485 Patienten hatten eine TIA und 793 Patienten einen leichten Schlaganfall. Das 90-Tage-Risiko eines Schlaganfalls betrug in der ersten Phase der Studie 10,3 % (32 von 310 Patienten) und in der zweiten Phase 2,1 % (6 von 281 Patienten). Dies entspricht einer Reduktion um etwa 80 % und war statistisch signifikant. Die Ergebnisse waren auch signifikant für die Untergruppen der Patienten, die nur eine TIA oder nur einen Schlaganfall hatten, und für die Gesamtzahl von vaskulären Ereignissen einschließlich Herzinfarkt und Tod. Zerebrale Blutungen waren in beiden Gruppen ähnlich häufig.

Sämtliche therapeutischen Maßnahmen erfolgten in der zweiten Phase schneller und häufiger als in der ersten Phase. Dies betraf orale Antikoagulation, die Gabe von Thrombozytenfunktionshemmern und CSE-Hemmern, die Einstellung des Blutdrucks und das Zeitintervall bis zu einer Karotisoperation.

Kommentar

Die EXPRESS-Studie ist eine der wichtigsten Versorgungsstudien im Bereich TIA und Schlaganfall. In Deutschland werden in Regionen, in denen es eine Stroke-Unit gibt, Patienten mit TIA in der Regel dorthin eingewiesen. In Regionen ohne Stroke-Unit werden Patienten häufig mit deutlicher Zeitverzögerung zum niedergelassenen Neurologen oder Internisten geschickt. Viel wichtiger ist aber die sofortige pathophysiologisch orientierte Abklärung und die Einleitung einer strukturierten Sekundärprävention mit Thrombozytenfunktionshemmern, Antikoagulanzien (bei kardialer Emboliequelle), CSE-Hemmern und Antihypertensiva, deren Wirksamkeit in prospektiven randomisierten Studien belegt ist.

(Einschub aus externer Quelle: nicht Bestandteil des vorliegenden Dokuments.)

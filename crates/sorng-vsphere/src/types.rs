//! Shared types for the vSphere control client.
//!
//! These mirror the slice of the vim25 object model the client touches:
//! managed object references, tasks, virtual devices and reconfiguration
//! specs, snapshot trees, custom fields and distributed switch ports.

use chrono::{DateTime, Utc};
use serde::{Deserialize, Serialize};
use std::fmt;

// ━━━━━━━━━━━━━━━━━━━━━━━━━━━━━━━━━━━━━━━━━━━━━━━━━━━━━━━━━━━━━━━━━━
//  Connection / Config
// ━━━━━━━━━━━━━━━━━━━━━━━━━━━━━━━━━━━━━━━━━━━━━━━━━━━━━━━━━━━━━━━━━━

/// Configuration for connecting to a vCenter / ESXi host.
#[derive(Debug, Clone, Serialize, Deserialize)]
#[serde(rename_all = "camelCase")]
pub struct VsphereConfig {
    /// vCenter or ESXi hostname / IP (e.g. "vcenter.lab.local")
    pub host: String,
    /// Port (default 443)
    #[serde(default = "default_port")]
    pub port: u16,
    /// Username (e.g. "administrator@vsphere.local")
    pub username: String,
    /// Password
    pub password: String,
    /// Skip TLS certificate verification (on unless explicitly disabled)
    #[serde(default = "default_insecure")]
    pub insecure: bool,
    /// Request timeout in seconds
    #[serde(default = "default_timeout")]
    pub timeout_secs: u64,
    /// vim25 API version sent in the SOAPAction header
    #[serde(default = "default_api_version")]
    pub api_version: String,
    /// Delay between task state polls
    #[serde(default = "default_task_poll")]
    pub task_poll_millis: u64,
}

fn default_port() -> u16 { 443 }
fn default_insecure() -> bool { true }
fn default_timeout() -> u64 { 30 }
fn default_api_version() -> String { "7.0.3.0".to_string() }
fn default_task_poll() -> u64 { 500 }

impl VsphereConfig {
    /// Config for `host` with the given credentials and default options.
    pub fn new(host: impl Into<String>, username: impl Into<String>, password: impl Into<String>) -> Self {
        Self {
            host: host.into(),
            username: username.into(),
            password: password.into(),
            ..Self::default()
        }
    }
}

impl Default for VsphereConfig {
    fn default() -> Self {
        Self {
            host: String::new(),
            username: String::new(),
            password: String::new(),
            port: default_port(),
            insecure: default_insecure(),
            timeout_secs: default_timeout(),
            api_version: default_api_version(),
            task_poll_millis: default_task_poll(),
        }
    }
}

/// Config view that is safe to hand back to callers (no password).
#[derive(Debug, Clone, Serialize, Deserialize, PartialEq, Eq)]
#[serde(rename_all = "camelCase")]
pub struct VsphereConfigSafe {
    pub host: String,
    pub port: u16,
    pub username: String,
    pub insecure: bool,
    pub api_version: String,
}

impl From<&VsphereConfig> for VsphereConfigSafe {
    fn from(c: &VsphereConfig) -> Self {
        Self {
            host: c.host.clone(),
            port: c.port,
            username: c.username.clone(),
            insecure: c.insecure,
            api_version: c.api_version.clone(),
        }
    }
}

// ━━━━━━━━━━━━━━━━━━━━━━━━━━━━━━━━━━━━━━━━━━━━━━━━━━━━━━━━━━━━━━━━━━
//  Managed objects
// ━━━━━━━━━━━━━━━━━━━━━━━━━━━━━━━━━━━━━━━━━━━━━━━━━━━━━━━━━━━━━━━━━━

/// Managed object reference, e.g. `VirtualMachine:vm-42`.
#[derive(Debug, Clone, PartialEq, Eq, Hash, Serialize, Deserialize)]
#[serde(rename_all = "camelCase")]
pub struct MoRef {
    pub type_name: String,
    pub value: String,
}

impl MoRef {
    pub fn new(type_name: impl Into<String>, value: impl Into<String>) -> Self {
        Self { type_name: type_name.into(), value: value.into() }
    }
}

impl fmt::Display for MoRef {
    fn fmt(&self, f: &mut fmt::Formatter<'_>) -> fmt::Result {
        write!(f, "{}:{}", self.type_name, self.value)
    }
}

/// Object types the client looks up by name.
#[derive(Debug, Clone, Copy, PartialEq, Eq, Hash, Serialize, Deserialize)]
pub enum ObjectKind {
    VirtualMachine,
    Datastore,
    Datacenter,
    Cluster,
    DistributedSwitch,
    DistributedPortgroup,
}

impl ObjectKind {
    /// vim25 type name used in container views.
    pub fn vim_type(&self) -> &'static str {
        match self {
            Self::VirtualMachine => "VirtualMachine",
            Self::Datastore => "Datastore",
            Self::Datacenter => "Datacenter",
            Self::Cluster => "ClusterComputeResource",
            Self::DistributedSwitch => "DistributedVirtualSwitch",
            Self::DistributedPortgroup => "DistributedVirtualPortgroup",
        }
    }
}

/// A managed object together with its inventory name.
#[derive(Debug, Clone, PartialEq, Eq, Serialize, Deserialize)]
pub struct ManagedObject {
    pub moref: MoRef,
    pub name: String,
}

// ━━━━━━━━━━━━━━━━━━━━━━━━━━━━━━━━━━━━━━━━━━━━━━━━━━━━━━━━━━━━━━━━━━
//  Power state
// ━━━━━━━━━━━━━━━━━━━━━━━━━━━━━━━━━━━━━━━━━━━━━━━━━━━━━━━━━━━━━━━━━━

#[derive(Debug, Clone, Copy, Serialize, Deserialize, PartialEq, Eq, Default)]
#[serde(rename_all = "camelCase")]
pub enum PowerState {
    PoweredOn,
    PoweredOff,
    Suspended,
    #[default]
    #[serde(other)]
    Unknown,
}

impl PowerState {
    pub fn from_vim(s: &str) -> Self {
        match s {
            "poweredOn" => Self::PoweredOn,
            "poweredOff" => Self::PoweredOff,
            "suspended" => Self::Suspended,
            _ => Self::Unknown,
        }
    }

    pub fn as_vim(&self) -> &'static str {
        match self {
            Self::PoweredOn => "poweredOn",
            Self::PoweredOff => "poweredOff",
            Self::Suspended => "suspended",
            Self::Unknown => "unknown",
        }
    }
}

// ━━━━━━━━━━━━━━━━━━━━━━━━━━━━━━━━━━━━━━━━━━━━━━━━━━━━━━━━━━━━━━━━━━
//  Tasks
// ━━━━━━━━━━━━━━━━━━━━━━━━━━━━━━━━━━━━━━━━━━━━━━━━━━━━━━━━━━━━━━━━━━

#[derive(Debug, Clone, Copy, PartialEq, Eq, Serialize, Deserialize)]
#[serde(rename_all = "camelCase")]
pub enum TaskState {
    Queued,
    Running,
    Success,
    Error,
}

impl TaskState {
    pub fn from_vim(s: &str) -> Option<Self> {
        match s {
            "queued" => Some(Self::Queued),
            "running" => Some(Self::Running),
            "success" => Some(Self::Success),
            "error" => Some(Self::Error),
            _ => None,
        }
    }

    pub fn is_terminal(&self) -> bool {
        matches!(self, Self::Success | Self::Error)
    }
}

/// Fault attached to a failed task.
#[derive(Debug, Clone, PartialEq, Eq, Serialize, Deserialize)]
pub struct TaskFault {
    /// vim25 fault type, e.g. `CpuHotPlugNotSupported`
    pub fault_type: String,
    pub message: String,
}

#[derive(Debug, Clone, PartialEq, Eq, Serialize, Deserialize)]
pub struct TaskInfo {
    pub state: TaskState,
    #[serde(default)]
    pub error: Option<TaskFault>,
}

// ━━━━━━━━━━━━━━━━━━━━━━━━━━━━━━━━━━━━━━━━━━━━━━━━━━━━━━━━━━━━━━━━━━
//  Virtual devices
// ━━━━━━━━━━━━━━━━━━━━━━━━━━━━━━━━━━━━━━━━━━━━━━━━━━━━━━━━━━━━━━━━━━

/// `VirtualDeviceConnectInfo`.
#[derive(Debug, Clone, PartialEq, Eq, Serialize, Deserialize)]
#[serde(rename_all = "camelCase")]
pub struct ConnectInfo {
    pub start_connected: bool,
    pub allow_guest_control: bool,
    pub connected: bool,
    #[serde(default)]
    pub status: Option<String>,
}

/// Distributed switch port a NIC is wired to.
#[derive(Debug, Clone, PartialEq, Eq, Serialize, Deserialize)]
#[serde(rename_all = "camelCase")]
pub struct PortConnection {
    pub switch_uuid: String,
    #[serde(default)]
    pub portgroup_key: Option<String>,
    #[serde(default)]
    pub port_key: Option<String>,
}

#[derive(Debug, Clone, PartialEq, Eq, Serialize, Deserialize)]
#[serde(tag = "type", rename_all = "camelCase")]
pub enum DeviceBacking {
    /// `VirtualDiskFlatVer2BackingInfo`
    DiskFlat {
        file_name: String,
        disk_mode: String,
        thin_provisioned: Option<bool>,
    },
    /// `VirtualCdromIsoBackingInfo`
    Iso { file_name: String },
    /// `VirtualCdromRemotePassthroughBackingInfo`
    RemotePassthrough { device_name: String, exclusive: bool },
    /// `VirtualEthernetCardDistributedVirtualPortBackingInfo`
    DistributedPort { port: PortConnection },
    /// Any backing the client does not model; holds the vim25 type name.
    Other { vim_type: String },
}

#[derive(Debug, Clone, PartialEq, Eq, Serialize, Deserialize)]
#[serde(tag = "kind", rename_all = "camelCase")]
pub enum DeviceKind {
    Disk { capacity_kb: i64 },
    Cdrom,
    IdeController { devices: Vec<i32> },
    ScsiController { devices: Vec<i32> },
    Ethernet {
        mac_address: Option<String>,
        wake_on_lan: Option<bool>,
    },
    Other,
}

/// One entry of `config.hardware.device`.
#[derive(Debug, Clone, PartialEq, Eq, Serialize, Deserialize)]
#[serde(rename_all = "camelCase")]
pub struct VirtualDevice {
    /// Concrete vim25 type, e.g. `VirtualVmxnet3` or `ParaVirtualSCSIController`
    pub type_name: String,
    pub key: i32,
    #[serde(default)]
    pub label: Option<String>,
    #[serde(default)]
    pub controller_key: Option<i32>,
    #[serde(default)]
    pub unit_number: Option<i32>,
    #[serde(default)]
    pub connectable: Option<ConnectInfo>,
    #[serde(default)]
    pub backing: Option<DeviceBacking>,
    pub kind: DeviceKind,
}

impl VirtualDevice {
    pub fn is_disk(&self) -> bool {
        matches!(self.kind, DeviceKind::Disk { .. })
    }

    pub fn is_cdrom(&self) -> bool {
        matches!(self.kind, DeviceKind::Cdrom)
    }

    pub fn is_ethernet(&self) -> bool {
        matches!(self.kind, DeviceKind::Ethernet { .. })
    }

    pub fn is_scsi_controller(&self) -> bool {
        matches!(self.kind, DeviceKind::ScsiController { .. })
    }

    pub fn has_label(&self, label: &str) -> bool {
        self.label.as_deref() == Some(label)
    }

    pub fn capacity_kb(&self) -> Option<i64> {
        match self.kind {
            DeviceKind::Disk { capacity_kb } => Some(capacity_kb),
            _ => None,
        }
    }
}

#[derive(Debug, Clone, Copy, PartialEq, Eq, Serialize, Deserialize)]
#[serde(rename_all = "camelCase")]
pub enum DeviceOperation {
    Add,
    Edit,
    Remove,
}

impl DeviceOperation {
    pub fn as_vim(&self) -> &'static str {
        match self {
            Self::Add => "add",
            Self::Edit => "edit",
            Self::Remove => "remove",
        }
    }
}

#[derive(Debug, Clone, Copy, PartialEq, Eq, Serialize, Deserialize)]
#[serde(rename_all = "camelCase")]
pub enum FileOperation {
    Create,
    Destroy,
}

impl FileOperation {
    pub fn as_vim(&self) -> &'static str {
        match self {
            Self::Create => "create",
            Self::Destroy => "destroy",
        }
    }
}

/// `VirtualDeviceConfigSpec`.
#[derive(Debug, Clone, PartialEq, Eq, Serialize, Deserialize)]
#[serde(rename_all = "camelCase")]
pub struct DeviceChange {
    pub operation: DeviceOperation,
    #[serde(default)]
    pub file_operation: Option<FileOperation>,
    pub device: VirtualDevice,
}

/// The subset of `VirtualMachineConfigSpec` the client submits.
#[derive(Debug, Clone, Default, PartialEq, Eq, Serialize, Deserialize)]
#[serde(rename_all = "camelCase")]
pub struct ConfigSpec {
    #[serde(default)]
    pub num_cpus: Option<i32>,
    #[serde(default)]
    pub memory_mb: Option<i64>,
    #[serde(default)]
    pub device_change: Vec<DeviceChange>,
}

impl ConfigSpec {
    /// Spec carrying a single device change.
    pub fn with_change(change: DeviceChange) -> Self {
        Self {
            device_change: vec![change],
            ..Self::default()
        }
    }
}

// ━━━━━━━━━━━━━━━━━━━━━━━━━━━━━━━━━━━━━━━━━━━━━━━━━━━━━━━━━━━━━━━━━━
//  VM properties
// ━━━━━━━━━━━━━━━━━━━━━━━━━━━━━━━━━━━━━━━━━━━━━━━━━━━━━━━━━━━━━━━━━━

/// A top-level node of `snapshot.rootSnapshotList`.
#[derive(Debug, Clone, PartialEq, Eq, Serialize, Deserialize)]
#[serde(rename_all = "camelCase")]
pub struct SnapshotTree {
    pub snapshot: MoRef,
    pub name: String,
    #[serde(default)]
    pub description: Option<String>,
    pub create_time: DateTime<Utc>,
}

/// `CustomFieldStringValue` set on an entity.
#[derive(Debug, Clone, PartialEq, Eq, Serialize, Deserialize)]
pub struct CustomValue {
    pub key: i32,
    pub value: String,
}

/// Entry of the custom fields manager catalog.
#[derive(Debug, Clone, PartialEq, Eq, Serialize, Deserialize)]
pub struct CustomFieldDef {
    pub key: i32,
    pub name: String,
}

/// Properties of a virtual machine read in one round-trip.
#[derive(Debug, Clone, Default, PartialEq, Eq, Serialize, Deserialize)]
#[serde(rename_all = "camelCase")]
pub struct VmProperties {
    pub name: String,
    pub power_state: PowerState,
    pub num_cpu: i32,
    pub memory_mb: i64,
    #[serde(default)]
    pub guest_full_name: Option<String>,
    #[serde(default)]
    pub devices: Vec<VirtualDevice>,
    /// `None` when the VM has never had a snapshot
    #[serde(default)]
    pub root_snapshots: Option<Vec<SnapshotTree>>,
    #[serde(default)]
    pub custom_values: Vec<CustomValue>,
}

// ━━━━━━━━━━━━━━━━━━━━━━━━━━━━━━━━━━━━━━━━━━━━━━━━━━━━━━━━━━━━━━━━━━
//  Datastores / clusters
// ━━━━━━━━━━━━━━━━━━━━━━━━━━━━━━━━━━━━━━━━━━━━━━━━━━━━━━━━━━━━━━━━━━

/// Where a datastore lives, as needed by the `/folder` file endpoint.
#[derive(Debug, Clone, PartialEq, Eq, Serialize, Deserialize)]
#[serde(rename_all = "camelCase")]
pub struct DatastoreLocation {
    pub datastore_name: String,
    pub datacenter_name: String,
}

/// `ClusterUsageSummary` fields the client reports.
#[derive(Debug, Clone, Default, PartialEq, Eq, Serialize, Deserialize)]
#[serde(rename_all = "camelCase")]
pub struct ClusterUsage {
    pub total_cpu_capacity_mhz: i64,
    pub total_mem_capacity_mb: i64,
    pub cpu_demand_mhz: i64,
    pub mem_demand_mb: i64,
    pub cpu_reservation_mhz: i64,
    pub mem_reservation_mb: i64,
}

// ━━━━━━━━━━━━━━━━━━━━━━━━━━━━━━━━━━━━━━━━━━━━━━━━━━━━━━━━━━━━━━━━━━
//  Distributed switching
// ━━━━━━━━━━━━━━━━━━━━━━━━━━━━━━━━━━━━━━━━━━━━━━━━━━━━━━━━━━━━━━━━━━

/// Key of a port group and the switch that owns it.
#[derive(Debug, Clone, PartialEq, Eq, Serialize, Deserialize)]
#[serde(rename_all = "camelCase")]
pub struct PortgroupBinding {
    pub key: String,
    pub switch: MoRef,
}

/// `DVPortgroupConfigSpec` as submitted by `AddDVPortgroup_Task`.
#[derive(Debug, Clone, PartialEq, Eq, Serialize, Deserialize)]
#[serde(rename_all = "camelCase")]
pub struct PortgroupSpec {
    pub name: String,
    pub num_ports: i32,
    pub vlan_id: i32,
    /// `earlyBinding`, `ephemeral`, ...
    pub binding: String,
    pub allow_promiscuous: bool,
    pub forged_transmits: bool,
    pub mac_changes: bool,
}

/// `DistributedVirtualSwitchPortCriteria`.
#[derive(Debug, Clone, Default, PartialEq, Eq, Serialize, Deserialize)]
#[serde(rename_all = "camelCase")]
pub struct PortCriteria {
    #[serde(default)]
    pub connected: Option<bool>,
    #[serde(default)]
    pub inside: Option<bool>,
    #[serde(default)]
    pub portgroup_keys: Vec<String>,
    #[serde(default)]
    pub port_keys: Vec<String>,
}

/// `DistributedVirtualPort`.
#[derive(Debug, Clone, PartialEq, Eq, Serialize, Deserialize)]
#[serde(rename_all = "camelCase")]
pub struct DistributedPort {
    pub key: String,
    pub dvs_uuid: String,
    #[serde(default)]
    pub portgroup_key: Option<String>,
}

Dies stößt in Deutschland auf erhebliche Schwierigkeiten. Ein Teil der praktischen Ärzte, die die Nachversorgung durchführen, sind nicht bereit, therapeutische Empfehlungen einer Stroke-Unit zu übernehmen. Dies betrifft insbesondere die Verschreibung von Clopidogrel, Angiotensinrezeptorblockern oder CSE-Hemmern. Zum Teil werden hierfür Budgetgründe verantwortlich gemacht, zum anderen befindet sich ein Teil dieser Substanzen auf Me-too-Listen oder unterliegt anderen Restriktionen. Darüber hinaus dauert es häufig viel zu lange, bis die therapeutischen Empfehlungen aus Stroke-Units in der Praxis umgesetzt werden. Außerdem fehlt eine strukturierte Nachsorge.

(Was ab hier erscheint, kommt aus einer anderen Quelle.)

//! vim25 SOAP client with cookie-based session authentication.
//!
//! Communicates with vCenter / ESXi via `https://{host}:{port}/sdk`.
//! Connecting retrieves the `ServiceContent`, logs in through the session
//! manager and keeps the `Set-Cookie` value the server hands out; every
//! later call rides on that cookie.

use crate::api::VimApi;
use crate::error::{VsphereError, VsphereResult};
use crate::marshal::{self, ObjectContent};
use crate::types::*;
use crate::xml::{self, XmlNode, XmlWriter};

use async_trait::async_trait;
use reqwest::header::{CONTENT_TYPE, SET_COOKIE};
use reqwest::{Client, Response, StatusCode};
use std::collections::HashMap;
use std::sync::RwLock;
use std::time::Duration;

const VM_PATHS: &[&str] = &[
    "name",
    "runtime.powerState",
    "config.hardware.numCPU",
    "config.hardware.memoryMB",
    "config.hardware.device",
    "config.guestFullName",
    "snapshot",
    "customValue",
];

/// Deepest folder nesting walked when looking for a datastore's datacenter.
const MAX_PARENT_DEPTH: usize = 32;

fn envelope(method: &str, body: &str) -> String {
    format!(
        concat!(
            r#"<?xml version="1.0" encoding="UTF-8"?>"#,
            r#"<soapenv:Envelope xmlns:soapenc="http://schemas.xmlsoap.org/soap/encoding/" "#,
            r#"xmlns:soapenv="http://schemas.xmlsoap.org/soap/envelope/" "#,
            r#"xmlns:xsd="http://www.w3.org/2001/XMLSchema" "#,
            r#"xmlns:xsi="http://www.w3.org/2001/XMLSchema-instance">"#,
            r#"<soapenv:Body><{method} xmlns="urn:vim25">{body}</{method}></soapenv:Body>"#,
            r#"</soapenv:Envelope>"#
        ),
        method = method,
        body = body
    )
}

/// Map a `soapenv:Fault` element to a crate error.
fn fault_error(fault: &XmlNode) -> VsphereError {
    let message = fault
        .child_text("faultstring")
        .unwrap_or("SOAP fault")
        .to_string();
    let fault_type = fault
        .child("detail")
        .and_then(|d| d.children.first())
        .map(|f| match f.xsi_type() {
            Some(t) => t.to_string(),
            None => f.name.trim_end_matches("Fault").to_string(),
        })
        .unwrap_or_else(|| "MethodFault".to_string());

    match fault_type.as_str() {
        "InvalidLogin" | "NotAuthenticated" => VsphereError::auth(message),
        "ManagedObjectNotFound" => VsphereError::not_found(message),
        _ => VsphereError::fault(fault_type, message),
    }
}

fn returnval_moref(resp: &XmlNode, method: &str) -> VsphereResult<MoRef> {
    resp.child("returnval")
        .and_then(XmlNode::as_moref)
        .ok_or_else(|| VsphereError::parse(format!("{method} returned no object reference")))
}

/// Managed objects handed out by `RetrieveServiceContent`.
#[derive(Debug, Clone)]
pub struct ServiceContent {
    pub root_folder: MoRef,
    pub property_collector: MoRef,
    pub view_manager: MoRef,
    pub session_manager: MoRef,
    pub custom_fields_manager: Option<MoRef>,
    pub api_version: Option<String>,
}

/// At most the first 500 characters of a response body.
fn body_excerpt(text: &str) -> String {
    text.chars().take(500).collect()
}

/// HTTP plumbing shared by every call.
struct Transport {
    client: Client,
    endpoint: String,
    soap_action: String,
    cookie: RwLock<Option<String>>,
}

impl Transport {
    fn capture_cookie(&self, resp: &Response) {
        if let Some(raw) = resp.headers().get(SET_COOKIE).and_then(|v| v.to_str().ok()) {
            if let Ok(mut slot) = self.cookie.write() {
                *slot = Some(raw.to_string());
            }
        }
    }

    /// POST one SOAP request and return the `{method}Response` element.
    async fn call(&self, method: &str, body: &str) -> VsphereResult<XmlNode> {
        log::debug!("vim25 {method}");
        let resp = self
            .client
            .post(&self.endpoint)
            .header(CONTENT_TYPE, "text/xml; charset=utf-8")
            .header("SOAPAction", self.soap_action.as_str())
            .body(envelope(method, body))
            .send()
            .await?;
        self.capture_cookie(&resp);

        let status = resp.status();
        let text = resp.text().await.map_err(|e| {
            VsphereError::parse(format!("Failed to read {method} response body: {e}"))
        })?;

        // Faults arrive as 500 with a SOAP body; anything else non-2xx is transport-level.
        if !status.is_success() && status != StatusCode::INTERNAL_SERVER_ERROR {
            let code = status.as_u16();
            return Err(match status {
                StatusCode::UNAUTHORIZED => VsphereError::auth(format!("{method}: session rejected")),
                StatusCode::NOT_FOUND => VsphereError::not_found(format!("{method}: endpoint not found")),
                _ => VsphereError::api(
                    code,
                    format!("{method}: HTTP {code}: {}", body_excerpt(&text)),
                ),
            });
        }

        let root = xml::parse(&text)?;
        let body = root
            .child("Body")
            .ok_or_else(|| VsphereError::parse(format!("{method}: SOAP response without Body")))?;
        if let Some(fault) = body.child("Fault") {
            return Err(fault_error(fault));
        }
        let response_name = format!("{method}Response");
        body.child(&response_name)
            .cloned()
            .ok_or_else(|| VsphereError::parse(format!("{method}: missing {response_name}")))
    }
}

/// vim25 session.
pub struct SoapClient {
    transport: Transport,
    content: ServiceContent,
    config: VsphereConfig,
}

Die Ergebnisse aus England legen nahe, dass es dringend notwendig ist, eine integrierte Versorgung durch Sekundärprävention des Schlaganfalls bei Patienten mit TIA und leichtem Schlaganfall zu initiieren und die Einleitung dieser Maßnahmen und die Nachbetreuung durch Krankenhäuser mit Stroke-Units zu ermöglichen. Jenseits des dritten Monats sinkt das Risiko eines Schlaganfalls, so dass die Betreuung dann wie bisher von Hausärzten weitergeführt werden kann.

Bei Patienten mit schweren Schlaganfällen stellt sich das Problem nicht, da diese in der Regel in der Neurologie und anschließend in neurologischen Rehabilitationskliniken weiter betreut werden.

Quelle

Rothwell PM, et al., on behalf of the Early use of Existing Preventive Strategies for Stroke (EXPRESS) study. Effect of urgent treatment of transient ischaemic attack and minor stroke on early recurrent stroke (EXPRESS study): a prospective population-based sequential comparison. Lancet 2007;370:1432–42.